In general, our results indicate that some of the previously reported cancer subtypes obtained by clustering composite expression data are explained by the sample composition variation alone. This is in line with a previous report in head and neck cancer (Puram et al., 2017). While the composition may be indicative of patient survival (e.g. high immune content tends to correlate with better survival), our results show that the patient response and survival can be more accurately predicted by subtyping the cell-type-specific signals separately.

4 Conclusion

We developed a statistical framework, PRISM, for the analysis of heterogeneous RNA mixtures, and showed how it can be exploited for extracting the composition and the bulk-adapted whole-transcriptome profiles for each constituent cell type from each individual bulk RNA sample. By analyzing 214 longitudinal HGSOC samples, we showed that the tumor composition varies systematically with the treatment phase and the anatomical location, posing a challenge in personalized transcriptomic analysis. We showed that these challenges can be overcome with PRISM, which accurately estimates cell-type-specific expression profiles, which can serve as better predictors of patient response than bulk RNA-seq data.
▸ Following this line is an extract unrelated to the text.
//! Service layer coordinating ledger state and persistence.

pub mod ledger_manager;
pub mod paths;

pub use ledger_manager::{LedgerManager, OpenReport};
Importantly, analysis of 308 TCGA ovarian cancer, and 474 TCGA skin cutaneous melanoma samples agreed with these findings, showing that PRISM can adapt to both different cohorts and cancer types.

The main limitation of PRISM is that a heterogeneous sample of single-cell data from each cell type involved is required for consistent performance, which can be a problem if the reference and the analysis datasets are stratified according to different criteria. However, as we have shown, good performance can be expected without matching data as long as the single-cell data is not inherently biased. This requires a single-cell reference that spans well the expression state-space of the bulk samples. Further, as a statistical method, the expression profile estimates for infrequent cell types can be inaccurate. While this permits unbiased comparison of the frequent cancer (or aggregate stromal or immune) profiles, the data might lack power for the comparison of specific infrequent subtypes of stromal and immune cells separately. These points may warrant further investigation, but we expect that the issues are mitigated in the future as single-cell cataloging efforts move forward.

Precision oncology approach calls for methods that can exploit general statistical patterns in a cohort of a heterogeneous disease, but operate reliably at the individual patient level regardless of the evolving disease state, and adapt to the specifics of that patient, to which PRISM is a response regarding whole-transcriptome analysis of bulk samples. We believe PRISM has direct applications in analyzing transcriptomic data from other diseases that stem from heterogeneous causes and sampling setting, such as other cancer types, and that analysis methods for other genomic domains can benefit from the insights of our approach.